• **Task goal**
In the records below, find the line containing "fn use_lead_loader<B: Backend" and the line containing "let handle_deactivate = move"; please repeat exactly the lines from one to the other, both included, and nothing more.

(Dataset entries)
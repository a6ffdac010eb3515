//! Lead list page: add form, search and filter, table with inline edit.

use api::{Backend, Lead};
use dioxus::prelude::*;
use store::validation::MAX_MEETING_NOTES;
use store::{ActivityFilter, Followup, LeadField, LeadList, PendingAction, SessionState};

use crate::auth::{use_app, use_auth};
use crate::icons::{FaBan, FaPen};
use crate::Icon;

async fn refetch<B: Backend>(mut list: Signal<LeadList>, backend: B) {
    // Peek: a tracked read here would subscribe the loader to `list`.
    let Some(owner) = list.peek().begin_fetch() else {
        return;
    };
    let result = backend.list_leads(owner).await;
    list.write().apply_fetch(result);
}

async fn follow_up<B: Backend>(followup: Followup, list: Signal<LeadList>, backend: B) {
    if followup == Followup::Refetch {
        refetch(list, backend).await;
    }
}

/// Fetch the signed-in user's leads on mount and whenever the user changes.
fn use_lead_loader<B: Backend + Clone + 'static>(
    mut list: Signal<LeadList>,
    session: Signal<SessionState>,
    backend: B,
) -> Resource<()> {
    use_resource(move || {
        let backend = backend.clone();
        let owner = session.read().user_id();
        async move {
            list.write().set_owner(owner);
            refetch(list, backend).await;
        }
    })
}

#[component]
pub fn LeadsView() -> Element {
    let app = use_app();
    let session = use_auth();
    let settings = app.config.leads.clone();
    let mut list = use_signal(move || LeadList::from_settings(None, &settings));
    let _ = use_lead_loader(list, session, app.backend.clone());

    let create_backend = app.backend.clone();
    let handle_create = move |_| {
        let Ok(draft) = list.write().begin_create() else {
            return;
        };
        let backend = create_backend.clone();
        spawn(async move {
            let result = backend.create_lead(&draft).await;
            let followup = list.write().apply_create(result);
            follow_up(followup, list, backend).await;
        });
    };

    let update_backend = app.backend.clone();
    let handle_update = move |_| {
        let Ok((id, draft)) = list.write().begin_update() else {
            return;
        };
        let backend = update_backend.clone();
        spawn(async move {
            let result = backend.update_lead(id, &draft).await;
            let followup = list.write().apply_update(id, result);
            follow_up(followup, list, backend).await;
        });
    };

    let deactivate_backend = app.backend.clone();
    let handle_deactivate = move |id| {
        let Ok(id) = list.write().begin_deactivate(id) else {
            return;
        };
        let backend = deactivate_backend.clone();
        spawn(async move {
            let result = backend.deactivate_lead(id).await;
            let followup = list.write().apply_deactivate(id, result);
            follow_up(followup, list, backend).await;
        });
    };

    let state = list.read();
    let rows: Vec<Lead> = state.visible().into_iter().cloned().collect();
    let editing = state.editing().cloned();
    let saving = state.is_pending(PendingAction::SaveLead);
    let deactivating = state.is_pending(PendingAction::Deactivate);
    let search = state.search().to_string();
    let filter = state.filter();
    let error = state.error().map(str::to_string);
    let loaded = state.is_loaded();
    drop(state);

    rsx! {
        div {
            class: "leads-page",
            h2 { class: "section-title", "Add Leads Form" }
            div {
                class: "lead-form",
                LeadInput { list, field: LeadField::Name, placeholder: "Name" }
                LeadInput { list, field: LeadField::Mobile, placeholder: "Mobile", input_type: "tel" }
                LeadInput { list, field: LeadField::Email, placeholder: "Email", input_type: "email" }
                LeadInput { list, field: LeadField::MeetingDate, input_type: "date" }
                LeadInput { list, field: LeadField::MeetingNotes, placeholder: "Meeting Notes (max 50 characters)" }
                button {
                    class: "btn btn-primary",
                    disabled: saving,
                    onclick: handle_create,
                    "Add Lead"
                }
            }
            if let Some(error) = error {
                p { class: "error-message", "{error}" }
            }

            div {
                class: "leads-toolbar",
                h2 { class: "section-title", "Leads Records" }
                div {
                    class: "leads-filters",
                    input {
                        r#type: "text",
                        placeholder: "Search by Name",
                        value: "{search}",
                        oninput: move |evt: FormEvent| list.write().set_search(evt.value()),
                    }
                    select {
                        value: "{filter}",
                        onchange: move |evt: FormEvent| {
                            match evt.value().parse::<ActivityFilter>() {
                                Ok(filter) => list.write().set_filter(filter),
                                Err(e) => tracing::warn!("{e}"),
                            }
                        },
                        for option_filter in ActivityFilter::ALL {
                            option {
                                key: "{option_filter}",
                                value: "{option_filter}",
                                selected: option_filter == filter,
                                {option_filter.label()}
                            }
                        }
                    }
                }
            }

            if !loaded {
                p { class: "muted", "Loading leads..." }
            }

            table {
                class: "leads-table",
                thead {
                    tr {
                        th { "Name" }
                        th { "Mobile" }
                        th { "Email" }
                        th { "Meeting Date" }
                        th { "Meeting Notes" }
                        th { "Actions" }
                    }
                }
                tbody {
                    for lead in rows {
                        if editing.as_ref().is_some_and(|edit| edit.id == lead.id) {
                            tr {
                                key: "{lead.id}",
                                td { LeadInput { list, field: LeadField::Name, editing: true } }
                                td { LeadInput { list, field: LeadField::Mobile, input_type: "tel", editing: true } }
                                td { LeadInput { list, field: LeadField::Email, input_type: "email", editing: true } }
                                td { LeadInput { list, field: LeadField::MeetingDate, input_type: "date", editing: true } }
                                td { LeadInput { list, field: LeadField::MeetingNotes, editing: true } }
                                td {
                                    button {
                                        class: "btn btn-primary btn-small",
                                        disabled: saving,
                                        onclick: handle_update.clone(),
                                        "Save"
                                    }
                                    button {
                                        class: "btn btn-danger btn-small",
                                        onclick: move |_| list.write().cancel_edit(),
                                        "Cancel"
                                    }
                                }
                            }
                        } else {
                            LeadRow {
                                key: "{lead.id}",
                                lead: lead.clone(),
                                deactivating,
                                on_edit: move |id| {
                                    list.write().start_edit(id);
                                },
                                on_deactivate: handle_deactivate.clone(),
                            }
                        }
                    }
                }
            }
        }
    }
}

#[component]
fn LeadRow(
    lead: Lead,
    deactivating: bool,
    on_edit: EventHandler<api::Id>,
    on_deactivate: EventHandler<api::Id>,
) -> Element {
    let id = lead.id;
    let class = if lead.is_active { "" } else { "inactive" };

    rsx! {
        tr {
            class: "{class}",
            td { "{lead.name}" }
            td { "{lead.mobile}" }
            td { "{lead.email}" }
            td { "{lead.meeting_date}" }
            td { "{lead.meeting_notes}" }
            td {
                if lead.is_active {
                    button {
                        class: "btn btn-primary btn-small",
                        title: "Edit",
                        onclick: move |_| on_edit.call(id),
                        Icon { icon: FaPen, width: 12, height: 12 }
                    }
                    button {
                        class: "btn btn-danger btn-small",
                        title: "Deactivate",
                        disabled: deactivating,
                        onclick: move |_| on_deactivate.call(id),
                        Icon { icon: FaBan, width: 12, height: 12 }
                    }
                } else {
                    span { class: "muted", "Inactive" }
                }
            }
        }
    }
}

/// One field of either the add form or the row being edited.
#[component]
fn LeadInput(
    list: Signal<LeadList>,
    field: LeadField,
    #[props(default = "")] placeholder: &'static str,
    #[props(default = "text")] input_type: &'static str,
    #[props(default)] editing: bool,
) -> Element {
    let value = {
        let state = list.read();
        let form = if editing {
            state.editing().map(|edit| &edit.form)
        } else {
            Some(state.new_lead())
        };
        form.map(|form| form.get(field).to_string()).unwrap_or_default()
    };

    rsx! {
        input {
            r#type: input_type,
            placeholder: placeholder,
            value: "{value}",
            maxlength: if field == LeadField::MeetingNotes { "{MAX_MEETING_NOTES}" },
            oninput: move |evt: FormEvent| {
                let mut list = list;
                if editing {
                    list.write().set_edit_field(field, evt.value());
                } else {
                    list.write().set_new_field(field, evt.value());
                }
            },
        }
    }
}

#[cfg(test)]
mod tests {
    use std::cell::Cell;
    use std::rc::Rc;
    use std::time::Duration;

    use api::MemoryBackend;
    use dioxus_core::{NoOpMutations, VirtualDom};

    use super::*;

    fn loader_harness() -> Element {
        let backend = use_context::<MemoryBackend>();
        let initial = use_context::<SessionState>();
        let session = use_signal(move || initial);
        let list = use_signal(|| LeadList::new(None));
        let _ = use_lead_loader(list, session, backend);
        use_context::<ListSlot>().set(Some(list));

        let state = list.read();
        let loaded = state.is_loaded();
        let count = state.visible().len();
        rsx! { "{loaded} {count}" }
    }

    type ListSlot = Rc<Cell<Option<Signal<LeadList>>>>;

    async fn settle(dom: &mut VirtualDom) {
        for _ in 0..20 {
            let work = tokio::time::timeout(Duration::from_millis(20), dom.wait_for_work());
            if work.await.is_err() {
                break;
            }
            dom.render_immediate(&mut NoOpMutations);
        }
    }

    #[tokio::test]
    async fn test_loader_fetches_once() {
        let backend = MemoryBackend::new();
        let user = backend.seed_user("Asha", "9876543210", "asha@example.in");
        backend.sign_in(user.id);
        backend.seed_lead(user.id, "Anil", "9123456780", true);
        let expected = vec![format!("GET /users/{}/leads", user.id)];

        let slot = ListSlot::default();
        let mut dom = VirtualDom::new(loader_harness)
            .with_root_context(backend.clone())
            .with_root_context(SessionState::signed_in(user))
            .with_root_context(slot.clone());
        dom.rebuild_in_place();
        settle(&mut dom).await;

        assert_eq!(backend.requests(), expected);
        assert!(dioxus_ssr::render(&dom).contains("true 1"));

        // Typing in the search box re-renders without another request.
        let mut list = slot.get().unwrap();
        dom.in_runtime(|| list.write().set_search("zzz".into()));
        settle(&mut dom).await;

        assert_eq!(backend.requests(), expected);
        assert!(dioxus_ssr::render(&dom).contains("true 0"));
    }

    #[tokio::test]
    async fn test_loader_skips_without_user() {
        let backend = MemoryBackend::new();
        let mut dom = VirtualDom::new(loader_harness)
            .with_root_context(backend.clone())
            .with_root_context(SessionState::signed_out())
            .with_root_context(ListSlot::default());
        dom.rebuild_in_place();
        settle(&mut dom).await;

        assert!(backend.requests().is_empty());
    }

    fn inactive_row() -> Element {
        let lead = Lead {
            id: 3,
            user_id: 1,
            name: "Anil".into(),
            mobile: "9123456780".into(),
            email: String::new(),
            meeting_date: "2025-03-01".into(),
            meeting_notes: String::new(),
            is_active: false,
        };
        rsx! {
            table {
                tbody {
                    LeadRow { lead, deactivating: false, on_edit: |_| {}, on_deactivate: |_| {} }
                }
            }
        }
    }

    #[test]
    fn test_inactive_row_has_no_actions() {
        let mut dom = VirtualDom::new(inactive_row);
        dom.rebuild_in_place();
        let html = dioxus_ssr::render(&dom);

        assert!(html.contains(r#"<tr class="inactive">"#));
        assert!(html.contains("Inactive"));
        assert!(html.contains("Anil"));
        assert!(!html.contains(r#"title="Edit""#));
        assert!(!html.contains(r#"title="Deactivate""#));
    }
}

• **Your solution**
fn use_lead_loader<B: Backend + Clone + 'static>(
    mut list: Signal<LeadList>,
    session: Signal<SessionState>,
    backend: B,
) -> Resource<()> {
    use_resource(move || {
        let backend = backend.clone();
        let owner = session.read().user_id();
        async move {
            list.write().set_owner(owner);
            refetch(list, backend).await;
        }
    })
}

#[component]
pub fn LeadsView() -> Element {
    let app = use_app();
    let session = use_auth();
    let settings = app.config.leads.clone();
    let mut list = use_signal(move || LeadList::from_settings(None, &settings));
    let _ = use_lead_loader(list, session, app.backend.clone());

    let create_backend = app.backend.clone();
    let handle_create = move |_| {
        let Ok(draft) = list.write().begin_create() else {
            return;
        };
        let backend = create_backend.clone();
        spawn(async move {
            let result = backend.create_lead(&draft).await;
            let followup = list.write().apply_create(result);
            follow_up(followup, list, backend).await;
        });
    };

    let update_backend = app.backend.clone();
    let handle_update = move |_| {
        let Ok((id, draft)) = list.write().begin_update() else {
            return;
        };
        let backend = update_backend.clone();
        spawn(async move {
            let result = backend.update_lead(id, &draft).await;
            let followup = list.write().apply_update(id, result);
            follow_up(followup, list, backend).await;
        });
    };

    let deactivate_backend = app.backend.clone();
    let handle_deactivate = move |id| {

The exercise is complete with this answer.